Materials provided
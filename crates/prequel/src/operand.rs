use crate::{
    candidate::Candidate,
    context::QueryContext,
    error::SpecError,
    platform,
    value::Value,
};

///
/// Operand
///
/// Left/right-hand side of a leaf predicate. `Field` and `Alias` resolution
/// is pure; `Value` and `Function` resolution may register parameters on the
/// query context (parameter binding is the only permitted mutation).
///
/// Raw strings coerce to `Field`.
///

#[derive(Clone, Debug, Eq, PartialEq)]
pub enum Operand {
    Field(Field),
    Alias(Alias),
    Value(Value),
    Function(PlatformFunction),
}

impl Operand {
    /// Resolve this operand into the fragment text used by downstream
    /// predicate factories.
    pub fn resolve(&self, qc: &mut dyn QueryContext, alias: &str) -> Result<String, SpecError> {
        match self {
            Self::Field(field) => Ok(field.resolve(alias)),
            Self::Alias(path) => Ok(path.resolve()),
            Self::Value(value) => Ok(qc.bind(value.clone())),
            Self::Function(func) => func.resolve(qc, alias),
        }
    }

    /// Evaluate this operand against an in-memory candidate.
    ///
    /// A missing field, unknown function, or invalid function argument
    /// yields `None`; comparison leaves treat "no value" as a non-match.
    #[must_use]
    pub fn evaluate(&self, candidate: &dyn Candidate) -> Option<Value> {
        match self {
            Self::Field(field) => candidate.get_value(&field.name),
            Self::Alias(path) => candidate.get_value(&path.path),
            Self::Value(value) => Some(value.clone()),
            Self::Function(func) => func.evaluate(candidate),
        }
    }
}

impl From<&str> for Operand {
    fn from(name: &str) -> Self {
        Self::Field(Field::new(name))
    }
}

impl From<String> for Operand {
    fn from(name: String) -> Self {
        Self::Field(Field::new(name))
    }
}

impl From<Field> for Operand {
    fn from(field: Field) -> Self {
        Self::Field(field)
    }
}

impl From<Alias> for Operand {
    fn from(alias: Alias) -> Self {
        Self::Alias(alias)
    }
}

impl From<Value> for Operand {
    fn from(value: Value) -> Self {
        Self::Value(value)
    }
}

impl From<PlatformFunction> for Operand {
    fn from(func: PlatformFunction) -> Self {
        Self::Function(func)
    }
}

///
/// Field
///
/// Bare column/property name, qualified against the effective alias at
/// resolution time.
///

#[derive(Clone, Debug, Eq, PartialEq)]
pub struct Field {
    name: String,
}

impl Field {
    pub fn new(name: impl Into<String>) -> Self {
        Self { name: name.into() }
    }

    #[must_use]
    pub fn name(&self) -> &str {
        &self.name
    }

    #[must_use]
    pub fn resolve(&self, alias: &str) -> String {
        format!("{alias}.{}", self.name)
    }
}

///
/// Alias
///
/// Pre-qualified path. Resolution returns the path verbatim and ignores the
/// passed-in alias.
///

#[derive(Clone, Debug, Eq, PartialEq)]
pub struct Alias {
    path: String,
}

impl Alias {
    pub fn new(path: impl Into<String>) -> Self {
        Self { path: path.into() }
    }

    #[must_use]
    pub fn path(&self) -> &str {
        &self.path
    }

    #[must_use]
    pub fn resolve(&self) -> String {
        self.path.clone()
    }
}

///
/// PlatformFunction
///
/// Named platform-function call over operand arguments. Renders as
/// `NAME(arg, ...)` through the expression builder; evaluates in memory
/// through the process-wide function registry.
///

#[derive(Clone, Debug, Eq, PartialEq)]
pub struct PlatformFunction {
    name: String,
    args: Vec<Operand>,
}

impl PlatformFunction {
    pub fn new(name: impl Into<String>, args: Vec<Operand>) -> Self {
        Self {
            name: name.into(),
            args,
        }
    }

    #[must_use]
    pub fn name(&self) -> &str {
        &self.name
    }

    pub fn resolve(&self, qc: &mut dyn QueryContext, alias: &str) -> Result<String, SpecError> {
        let mut args = Vec::with_capacity(self.args.len());
        for arg in &self.args {
            args.push(arg.resolve(qc, alias)?);
        }

        Ok(qc.expr().func(&self.name, &args))
    }

    #[must_use]
    pub fn evaluate(&self, candidate: &dyn Candidate) -> Option<Value> {
        let mut args = Vec::with_capacity(self.args.len());
        for arg in &self.args {
            args.push(arg.evaluate(candidate)?);
        }

        platform::execute(&self.name, &args).ok()
    }
}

Try it
Your answer must be the complete listing, retyped exactly.

Your response
filename crates/prequel/src/operand.rs
use crate::{
    candidate::Candidate,
    context::QueryContext,
    error::SpecError,
    platform,
    value::Value,
};

///
/// Operand
///
/// Left/right-hand side of a leaf predicate. `Field` and `Alias` resolution
/// is pure; `Value` and `Function` resolution may register parameters on the
/// query context (parameter binding is the only permitted mutation).
///
/// Raw strings coerce to `Field`.
///

#[derive(Clone, Debug, Eq, PartialEq)]
pub enum Operand {
    Field(Field),
    Alias(Alias),
    Value(Value),
    Function(PlatformFunction),
}

impl Operand {
    /// Resolve this operand into the fragment text used by downstream
    /// predicate factories.
    pub fn resolve(&self, qc: &mut dyn QueryContext, alias: &str) -> Result<String, SpecError> {
        match self {
            Self::Field(field) => Ok(field.resolve(alias)),
            Self::Alias(path) => Ok(path.resolve()),
            Self::Value(value) => Ok(qc.bind(value.clone())),
            Self::Function(func) => func.resolve(qc, alias),
        }
    }

    /// Evaluate this operand against an in-memory candidate.
    ///
    /// A missing field, unknown function, or invalid function argument
    /// yields `None`; comparison leaves treat "no value" as a non-match.
    #[must_use]
    pub fn evaluate(&self, candidate: &dyn Candidate) -> Option<Value> {
        match self {
            Self::Field(field) => candidate.get_value(&field.name),
            Self::Alias(path) => candidate.get_value(&path.path),
            Self::Value(value) => Some(value.clone()),
            Self::Function(func) => func.evaluate(candidate),
        }
    }
}

impl From<&str> for Operand {
    fn from(name: &str) -> Self {
        Self::Field(Field::new(name))
    }
}

impl From<String> for Operand {
    fn from(name: String) -> Self {
        Self::Field(Field::new(name))
    }
}

impl From<Field> for Operand {
    fn from(field: Field) -> Self {
        Self::Field(field)
    }
}

impl From<Alias> for Operand {
    fn from(alias: Alias) -> Self {
        Self::Alias(alias)
    }
}

impl From<Value> for Operand {
    fn from(value: Value) -> Self {
        Self::Value(value)
    }
}

impl From<PlatformFunction> for Operand {
    fn from(func: PlatformFunction) -> Self {
        Self::Function(func)
    }
}

///
/// Field
///
/// Bare column/property name, qualified against the effective alias at
/// resolution time.
///

#[derive(Clone, Debug, Eq, PartialEq)]
pub struct Field {
    name: String,
}

impl Field {
    pub fn new(name: impl Into<String>) -> Self {
        Self { name: name.into() }
    }

    #[must_use]
    pub fn name(&self) -> &str {
        &self.name
    }

    #[must_use]
    pub fn resolve(&self, alias: &str) -> String {
        format!("{alias}.{}", self.name)
    }
}

///
/// Alias
///
/// Pre-qualified path. Resolution returns the path verbatim and ignores the
/// passed-in alias.
///

#[derive(Clone, Debug, Eq, PartialEq)]
pub struct Alias {
    path: String,
}

impl Alias {
    pub fn new(path: impl Into<String>) -> Self {
        Self { path: path.into() }
    }

    #[must_use]
    pub fn path(&self) -> &str {
        &self.path
    }

    #[must_use]
    pub fn resolve(&self) -> String {
        self.path.clone()
    }
}

///
/// PlatformFunction
///
/// Named platform-function call over operand arguments. Renders as
/// `NAME(arg, ...)` through the expression builder; evaluates in memory
/// through the process-wide function registry.
///

#[derive(Clone, Debug, Eq, PartialEq)]
pub struct PlatformFunction {
    name: String,
    args: Vec<Operand>,
}

impl PlatformFunction {
    pub fn new(name: impl Into<String>, args: Vec<Operand>) -> Self {
        Self {
            name: name.into(),
            args,
        }
    }

    #[must_use]
    pub fn name(&self) -> &str {
        &self.name
    }

    pub fn resolve(&self, qc: &mut dyn QueryContext, alias: &str) -> Result<String, SpecError> {
        let mut args = Vec::with_capacity(self.args.len());
        for arg in &self.args {
            args.push(arg.resolve(qc, alias)?);
        }

        Ok(qc.expr().func(&self.name, &args))
    }

    #[must_use]
    pub fn evaluate(&self, candidate: &dyn Candidate) -> Option<Value> {
        let mut args = Vec::with_capacity(self.args.len());
        for arg in &self.args {
            args.push(arg.evaluate(candidate)?);
        }

        platform::execute(&self.name, &args).ok()
    }
}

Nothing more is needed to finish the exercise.